Yeah, not the word I wanted to hear. "Fantastic" would have been a better word, and even "phenomenal" would have been the perfect word but "adequate" was what I got and "adequate" is not enough for me or for my feelings of comfort about putting Thomas there if he gets sick again. You see, through the grapevine of several respected mental health providers that I have run into, I have been warned that our regional medical center and it's mental health section are in disarray (to put it mildly) and I've been told more than once to avoid the place at all costs. That's not a comforting thing to learn when you know it's inevitable that your loved one with mental illness will eventually end up there again.

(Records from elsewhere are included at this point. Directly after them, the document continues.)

#[allow(clippy::unwrap_used, clippy::expect_used)]
#[cfg(test)]
mod tests {
    use {
        super::*,
        crate::testing::{
            BOT_ID, FailingRelay, FixedQuote, RecordingRelay, RecordingTransport, USER_ID,
        },
        regina_store::InMemoryStore,
    };

    struct Harness {
        responder: Responder,
        transport: Arc<RecordingTransport>,
        relay: Arc<RecordingRelay>,
        store: Arc<InMemoryStore>,
    }

    impl Harness {
        fn with(config: BotConfig, transport: RecordingTransport) -> Self {
            let transport = Arc::new(transport);
            let relay = Arc::new(RecordingRelay::default());
            let store = Arc::new(
                InMemoryStore::with_jokes(["joke one", "joke two"])
                    .with_run_info("2016-06-01T10:00:00.000Z"),
            );
            let responder = Responder::new(&config, transport.clone(), store.clone())
                .with_relay(relay.clone())
                .with_quotes(Arc::new(FixedQuote(" May the Force be with you.")));
            Self {
                responder,
                transport,
                relay,
                store,
            }
        }

        async fn ready(config: BotConfig) -> Self {
            let h = Self::with(config, RecordingTransport::standard());
            h.responder.ready().await;
            h
        }

        async fn send(&self, text: &str, channel: &str, user: &str) {
            self.responder
                .handle(IncomingEvent::message(text, channel, user))
                .await;
        }
    }

    fn config() -> BotConfig {
        BotConfig::default()
    }

    #[tokio::test]
    async fn ready_resolves_identity() {
        let h = Harness::ready(config()).await;
        assert_eq!(h.responder.identity().map(|u| u.id.as_str()), Some(BOT_ID));
    }

    #[tokio::test]
    async fn joke_request_posts_to_origin_channel() {
        let h = Harness::ready(config()).await;
        h.send("regina tell me something", "C123", USER_ID).await;

        let posts = h.transport.posts();
        assert_eq!(posts.len(), 1);
        assert_eq!(posts[0].channel_id, "C123");
        assert!(posts[0].text == "joke one" || posts[0].text == "joke two");
        assert!(posts[0].as_user);

        let used: i64 = [1, 2].iter().filter_map(|id| h.store.usage_of(*id)).sum();
        assert_eq!(used, 1);
    }

    #[tokio::test]
    async fn trigger_phrase_and_link_is_a_joke() {
        let h = Harness::ready(config()).await;
        let action = h
            .responder
            .dispatch(&IncomingEvent::message(
                "Rajni Time! <http://example.com>",
                "C123",
                USER_ID,
            ))
            .await
            .unwrap();
        assert_eq!(action, Some(Action::RandomJoke));
        assert!(h.relay.wait_for(1).await.is_empty());
    }

    #[tokio::test]
    async fn link_is_acknowledged_and_relayed() {
        let h = Harness::ready(config()).await;
        h.send("<http://example.com/x>", "C123", USER_ID).await;

        let posts = h.transport.posts();
        assert_eq!(posts.len(), 1);
        assert_eq!(posts[0].channel_id, "C123");
        assert_eq!(posts[0].text, "@alice copied that one. May the Force be with you.");

        let subs = h.relay.wait_for(1).await;
        assert_eq!(subs, vec![LinkSubmission {
            url: "http://example.com/x".into(),
            sender: "alice".into(),
            channel: "random".into(),
        }]);
    }

    #[tokio::test]
    async fn link_relayed_even_when_post_fails() {
        let h = Harness::with(config(), RecordingTransport::standard().failing_posts());
        h.responder.ready().await;

        let result = h
            .responder
            .dispatch(&IncomingEvent::message("http://example.com", "C123", USER_ID))
            .await;
        assert!(matches!(result, Err(Error::Channel(_))));
        assert_eq!(h.relay.wait_for(1).await.len(), 1);
    }

    #[tokio::test]
    async fn mention_greets_in_first_channel() {
        let h = Harness::ready(config()).await;
        h.send(&format!("<@{BOT_ID}> hi"), "C123", USER_ID).await;

        let posts = h.transport.posts();
        assert_eq!(posts.len(), 1);
        assert_eq!(posts[0].channel_id, "C100");
        assert_eq!(
            posts[0].text,
            "@alice Hello. Hows it going?  May the Force be with you."
        );
    }

    #[tokio::test]
    async fn mention_greets_in_origin_channel_when_configured() {
        let h = Harness::ready(BotConfig {
            greet_in_origin_channel: true,
            ..config()
        })
        .await;
        h.send(&format!("<@{BOT_ID}> hi"), "C123", USER_ID).await;
        assert_eq!(h.transport.posts()[0].channel_id, "C123");
    }

    #[tokio::test]
    async fn configured_mention_id_overrides_identity() {
        let h = Harness::ready(BotConfig {
            mention_id: Some("W777".into()),
            ..config()
        })
        .await;

        h.send(&format!("<@{BOT_ID}> hi"), "C123", USER_ID).await;
        assert!(h.transport.posts().is_empty());

        h.send("<@W777> hi", "C123", USER_ID).await;
        assert_eq!(h.transport.posts().len(), 1);
    }

    #[tokio::test]
    async fn at_sigil_without_mention_id_does_nothing() {
        let h = Harness::with(
            BotConfig {
                name: "norris".into(),
                ..config()
            },
            RecordingTransport::new(
                vec![ChannelRef::new("C100", "general")],
                vec![
                    UserRef::new(BOT_ID, "norris"),
                    UserRef::new(USER_ID, "alice"),
                ],
            ),
        );
        h.responder.ready().await;

        let action = h
            .responder
            .dispatch(&IncomingEvent::message("@regina hi", "C100", USER_ID))
            .await
            .unwrap();
        assert_eq!(action, None);
        assert!(h.transport.posts().is_empty());
    }

    #[tokio::test]
    async fn precondition_failures_produce_no_reply() {
        let h = Harness::ready(config()).await;
        let events = [
            IncomingEvent {
                kind: "user_typing".into(),
                text: Some("regina".into()),
                channel_id: "C123".into(),
                user_id: USER_ID.into(),
            },
            IncomingEvent::message("", "C123", USER_ID),
            IncomingEvent::message("regina tell me something", "D123", USER_ID),
            IncomingEvent::message("regina tell me something", "C123", BOT_ID),
        ];
        for event in events {
            assert_eq!(h.responder.dispatch(&event).await.unwrap(), None);
        }
        assert!(h.transport.posts().is_empty());
        assert_eq!(h.store.usage_of(1), Some(0));
        assert_eq!(h.store.usage_of(2), Some(0));
    }

    #[tokio::test]
    async fn events_before_ready_are_dropped() {
        let h = Harness::with(config(), RecordingTransport::standard());
        h.send("regina tell me something", "C123", USER_ID).await;
        assert!(h.transport.posts().is_empty());
    }

    #[tokio::test]
    async fn missing_bot_user_keeps_responder_idle() {
        let h = Harness::with(
            config(),
            RecordingTransport::new(vec![ChannelRef::new("C100", "general")], vec![
                UserRef::new(USER_ID, "alice"),
            ]),
        );
        h.responder.ready().await;
        assert!(h.responder.identity().is_none());

        h.send("regina tell me something", "C100", USER_ID).await;
        assert!(h.transport.posts().is_empty());
    }

    #[tokio::test]
    async fn unknown_channel_is_dropped_without_using_a_joke() {
        let h = Harness::ready(config()).await;
        let err = h
            .responder
            .dispatch(&IncomingEvent::message("rajni time", "C404", USER_ID))
            .await
            .unwrap_err();
        assert!(matches!(err, Error::UnknownChannel { .. }));
        assert!(h.transport.posts().is_empty());
        assert_eq!(h.store.usage_of(1), Some(0));
    }

    #[tokio::test]
    async fn unknown_user_link_is_dropped() {
        let h = Harness::ready(config()).await;
        let err = h
            .responder
            .dispatch(&IncomingEvent::message("http://x", "C123", "U404"))
            .await
            .unwrap_err();
        assert!(matches!(err, Error::UnknownUser { .. }));
        assert!(h.transport.posts().is_empty());
        assert!(h.relay.wait_for(1).await.is_empty());
    }

    #[tokio::test]
    async fn empty_catalogue_sends_nothing() {
        let transport = Arc::new(RecordingTransport::standard());
        let store = Arc::new(InMemoryStore::new().with_run_info("2016-06-01T10:00:00.000Z"));
        let responder = Responder::new(&config(), transport.clone(), store);
        responder.ready().await;

        let err = responder
            .dispatch(&IncomingEvent::message("rajni time", "C123", USER_ID))
            .await
            .unwrap_err();
        assert!(matches!(err, Error::NoJokes));
        assert!(transport.posts().is_empty());
    }

    #[tokio::test]
    async fn first_ready_welcomes_before_any_reply() {
        let transport = Arc::new(RecordingTransport::standard());
        let store = Arc::new(InMemoryStore::with_jokes(["only joke"]));
        let responder = Responder::new(&config(), transport.clone(), store.clone());

        responder.ready().await;
        responder
            .handle(IncomingEvent::message("rajni time", "C123", USER_ID))
            .await;

        let posts = transport.posts();
        assert_eq!(posts.len(), 2);
        assert!(posts[0].text.starts_with("Hi guys, my name is regina"));
        assert_eq!(posts[1].text, "only joke");
        assert_eq!(store.run_info_inserts(), 1);
    }

    #[tokio::test]
    async fn rotation_spreads_across_catalogue() {
        let h = Harness::ready(config()).await;
        for _ in 0..4 {
            h.send("rajni time", "C123", USER_ID).await;
        }
        assert_eq!(h.store.usage_of(1), Some(2));
        assert_eq!(h.store.usage_of(2), Some(2));
    }

    #[tokio::test]
    async fn store_read_failure_sends_no_joke() {
        let transport = Arc::new(RecordingTransport::standard());
        let store = Arc::new(
            InMemoryStore::with_jokes(["joke one"])
                .with_run_info("2016-06-01T10:00:00.000Z")
                .failing_reads(),
        );
        let responder = Responder::new(&config(), transport.clone(), store.clone());
        responder.ready().await;

        let err = responder
            .dispatch(&IncomingEvent::message("rajni time", "C123", USER_ID))
            .await
            .unwrap_err();
        assert!(matches!(err, Error::Store(_)));
        assert!(transport.posts().is_empty());
        assert_eq!(store.usage_of(1), Some(0));
    }

    #[tokio::test]
    async fn increment_failure_sends_no_joke() {
        let transport = Arc::new(RecordingTransport::standard());
        let store = Arc::new(
            InMemoryStore::with_jokes(["joke one"])
                .with_run_info("2016-06-01T10:00:00.000Z")
                .failing_writes(),
        );
        let responder = Responder::new(&config(), transport.clone(), store.clone());
        responder.ready().await;

        let err = responder
            .dispatch(&IncomingEvent::message("rajni time", "C123", USER_ID))
            .await
            .unwrap_err();
        assert!(matches!(err, Error::Store(_)));
        assert!(transport.posts().is_empty());
        assert_eq!(store.usage_of(1), Some(0));
    }

    #[tokio::test]
    async fn relay_failure_keeps_acknowledgement() {
        let transport = Arc::new(RecordingTransport::standard());
        let relay = Arc::new(FailingRelay::default());
        let store = Arc::new(InMemoryStore::new().with_run_info("2016-06-01T10:00:00.000Z"));
        let responder = Responder::new(&config(), transport.clone(), store)
            .with_relay(relay.clone())
            .with_quotes(Arc::new(FixedQuote(" Do. Or do not.")));
        responder.ready().await;

        let action = responder
            .dispatch(&IncomingEvent::message("<http://example.com/x>", "C123", USER_ID))
            .await
            .unwrap();
        assert_eq!(action, Some(Action::LinkRelay));
        assert_eq!(relay.wait_for(1).await, 1);

        let posts = transport.posts();
        assert_eq!(posts.len(), 1);
        assert_eq!(posts[0].channel_id, "C123");
        assert_eq!(posts[0].text, "@alice copied that one. Do. Or do not.");
    }

    #[tokio::test]
    async fn second_ready_keeps_identity_and_welcomes_once() {
        let transport = Arc::new(RecordingTransport::standard());
        let store = Arc::new(InMemoryStore::with_jokes(["only joke"]));
        let responder = Responder::new(&config(), transport.clone(), store.clone());

        responder.ready().await;
        responder.ready().await;

        assert_eq!(responder.identity().map(|u| u.id.as_str()), Some(BOT_ID));
        assert_eq!(transport.posts().len(), 1);
        assert_eq!(store.run_info_inserts(), 1);
        assert_eq!(store.run_info_updates(), 0);
    }
}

I took my purple brain-shaped stress ball, tossed it in my bag and walked away from that booth in disgust. They clearly have a long way to go before I'm even sort of excited about their services.

We wandered the rest of the booths and my last favorite one was River Place Counseling and Wellness, PLLC. There I met Mark Whitinger, M.A., M.Ed. and Nina Woods, M.Ed. Ed. S.. I absolutely loved these two people and what their business provides and I give them kudos for what they are doing. Even better they were very enthusiastically interested in what I do with my blog (website and Facebook page) and they both took my card and promised that they'd refer people to my work. I was so excited because I wanted a chance to get a following here in my area. I have so many of you from everywhere yet just one from my area and I think it's time to get my community more involved. At least those with schizophrenia and their caregivers.

Noticeably absent from the "fair' was our local police department who I had hoped to run into and talk to them about their crisis intervention training for mental illness calls but we told the woman running the fair that we felt the police needed to be represented in future events. She thought that was a fantastic idea and said she would invite them next year. I hope that will be the case.

Lastly, very (to me) noticeably absent was my local NAMI. Where were they?!?!? The coordinator at the fair told me that they had invited them and that they had been unable to make it.



Right then and there I made a mental note that at the next fair, I would be the one running the booth for my local NAMI. It was utterly ridiculous that they weren't there and I plan on changing that for the future. I did find out, however, that they had a meeting that night and I decided to attend it. My next post will be about that meeting because I think it needs to be talked about. The mentally ill and their caregivers are woefully without support and advocacy and in my opinion it is NAMI's responsibility to do that job. I will share, tomorrow, how that meeting went.

All in all, the fair was interesting but really could have used more booths. I am being torn in two directions because I want to represent NAMI next year but I also think that caregivers of someone with a mental illness need a booth of their own, if even just for a place to stop for a second and pick up a heart-shaped stress ball with "you are not alone" printed on the side.